Locally produced non-news programs
On January 4, 1982, the station premiered two music and dance-based programs for its weekday late afternoon schedule. The first program, TMC 43—"TMC" standing for "Top Music Channel"—was a two-hour-long program (airing from 4:00 to 6:00 p.m.) that featured amateur dancers performing  to popular music as well as showcasing music videos from top artists. Hosted by local personality Les "Boogie Man" Michaels (who would later serve as a disc jockey at Enid radio station KOFM [103.1 FM]), the first episode of the program—which replaced a feature film presentation that had been airing in that slot since the dissolution of the TV-43 Newswatch format—had only 12 dancers. That number would sharply increase to 117 by the end of the week; by the following Friday, more than 300 local teens were dancing in two large soundstages at KAUT's now-former Eastern Avenue facility. Shortly afterwards, the show began issuing tickets to some of the more popular dancers (such as Marty Melton, Tanya Eli and Robyn Church), with all dancers being required to bring a date to show tapings. Its lead-out program, Oklahoma Country Live, was an hour-long country music dance show hosted by Wade Carter (then the music director at KXXY-FM [96.1]) that was broadcast from the Spurs nightclub, located on 25th Street (near South Prospect Avenue and Interstate 35) in southeast Oklahoma City. (The building now houses the Latin nightclub El 2002.) With adequate viewership failing to materialize, both shows were canceled by that fall after eight-month runs. In the case of TMC 43, mothers picketed at KAUT's Eastern Avenue studio to keep the show on the air, with the spokeswoman for the picketers, Carolyn Pierce, pointing out the show's contribution to the local community by keeping teens off of the street. The final TMC 43 broadcast—airing on September 17, 1982, the same day Oklahoma Country Live aired its final episode—hosted around 250 teens as Michaels read letters from heartbroken teens and parents.

Since January 2007, the station had run a rebroadcast of KFOR-TV's political discussion program Flash Point at 11:30 a.m. on Sunday mornings (two hours after its initial broadcast on KFOR).
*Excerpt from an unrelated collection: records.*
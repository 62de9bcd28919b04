// Dweve Benchlog - Benchmark Log Analysis
//
// Copyright (c) 2025 Dweve IP B.V. and individual contributors.
//
// SPDX-License-Identifier: Apache-2.0
//
// Licensed under the Apache License, Version 2.0 (the "License");
// you may not use this file except in compliance with the License.
// You may obtain a copy of the License in the LICENSE file at the
// root of this repository or at: http://www.apache.org/licenses/LICENSE-2.0
//
// Unless required by applicable law or agreed to in writing, software
// distributed under the License is distributed on an "AS IS" BASIS,
// WITHOUT WARRANTIES OR CONDITIONS OF ANY KIND, either express or implied.
// See the License for the specific language governing permissions and
// limitations under the License.

//! Inspect command - extracted blocks and parsed runs

use super::{load_settings, read_file};
use crate::cli::ConfigArgs;
use crate::error::CliError;
use benchlog::{extract, parse_with_options, Run};
use colored::Colorize;

/// Print the version and section blocks found in `file`, with the run
/// parsed from each section or the reason it was rejected.
pub fn inspect(file: &str, detailed: bool, config: &ConfigArgs) -> Result<(), CliError> {
    let settings = load_settings(config)?;
    let content = read_file(file)?;

    let outcome = parse_with_options(&content, &settings.options)?;
    let extraction = extract(&content, &settings.options.markers, &settings.options.limits);

    println!("{}", "Benchmark Log".bold().underline());
    println!();
    println!("{}  {}", "Versions:".cyan(), extraction.versions.len());
    println!("{}  {}", "Sections:".cyan(), extraction.section_count());
    println!("{}      {}", "Runs:".cyan(), outcome.runs.len());
    println!("{}  {}", "Rejected:".cyan(), outcome.failures.len());

    for version in &extraction.versions {
        println!();
        println!(
            "{} {} {}",
            "Version".cyan(),
            version.id.to_string().green(),
            format!("(line {})", version.line).dimmed()
        );
        if version.sections.is_empty() {
            println!("  (no sections)");
        }
        for section in &version.sections {
            let run = outcome.runs.iter().find(|r| r.line == section.line);
            match run {
                Some(run) => print_run(run, detailed),
                None => println!(
                    "  {:<9} {} {}",
                    section.project.label(),
                    format!("line {}", section.line).dimmed(),
                    "rejected".red()
                ),
            }
        }
    }

    if !outcome.failures.is_empty() {
        println!();
        println!("{}", "Rejected blocks:".cyan());
        for failure in &outcome.failures {
            println!("  {}", failure);
        }
    }

    Ok(())
}

fn print_run(run: &Run, detailed: bool) {
    println!(
        "  {:<9} {} {:>10.3}s  {}  {} steps  {} trait(s)",
        run.project.label(),
        format!("line {}", run.line).dimmed(),
        run.execution_time,
        run.grid(),
        run.timesteps,
        run.traits.len()
    );
    if !detailed {
        return;
    }
    println!(
        "    commit {} {} {}",
        run.commit.short_id().yellow(),
        run.commit.short_date(),
        run.commit.message.lines().next().unwrap_or("")
    );
    println!(
        "    {:.2} timesteps/s, {:.2} M cells/s",
        run.timesteps_per_sec, run.mcells_per_sec
    );
    for t in &run.traits {
        println!("    trait {}: {} (rule: {})", t.index, t.name, t.rule);
    }
}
From September 2006 until September 2017, KAUT also produced 2 Movie Guys, a Saturday prime time movie presentation that featured comedic wraparound segments included before and after commercial breaks; the program was hosted by Lucas Ross (who also serves as social media correspondent for Rise and Shine) and Ryan Bellgardt (who also serves as the station's announcer). Ross and Bellgardt also appeared together on the Friday edition of Rise and Shine, providing reviews for movies being released in theaters that week. From 2009 to 2016, Ross and Bellgardt also hosted half-hour, holiday-themed 2 Movie Guys sketch specials that substituted certain newscasts seen on KAUT and KFOR (which both preempted all regularly scheduled newscasts airing between 7:00 a.m. and 9:30 p.m. on the holiday) each Christmas Day.

Since 2012, KAUT has also served as the local over-the-air broadcast home of Final Descent Outdoors, a locally produced, nationally syndicated hunting show that airs on the station each Sunday morning at 5:30 and 10:00 a.m. The station also carried Dog Talk, a half-hour program aimed at dog owners that originally aired on KSBI from 2012 to 2014 (when it was discontinued after Griffin Communications purchased that station); the program—which aired on KAUT as part of the station's Saturday morning educational program block—moved to channel 43 in February 2015 and was discontinued permanently in January 2016.

Sports programming
From 1982 to 1986, KAUT-TV carried college basketball games involving the Oklahoma Sooners, the Oklahoma State Cowboys and the Oklahoma City Stars as part of an extensive sports broadcasting contract with local advertising agency AADCO. (The package also included rights to OSU Cowboys wrestling and baseball games, though those rights were given to Cox Cable for carrying one of its community access channels after KAUT declined to air those events.) The station's relationship with the Sooners resumed from 2004 to 2014, under a partnership with the University of Oklahoma's Sooner Sports Network broadcasting unit, which gave KAUT the local telecast rights to the Sooners' men's and women's college basketball games; in addition until 2011, Sooner Sports' agreement with channel 43 included the exclusive local rights to the weekly coaches programs for the Sooners' basketball and football teams.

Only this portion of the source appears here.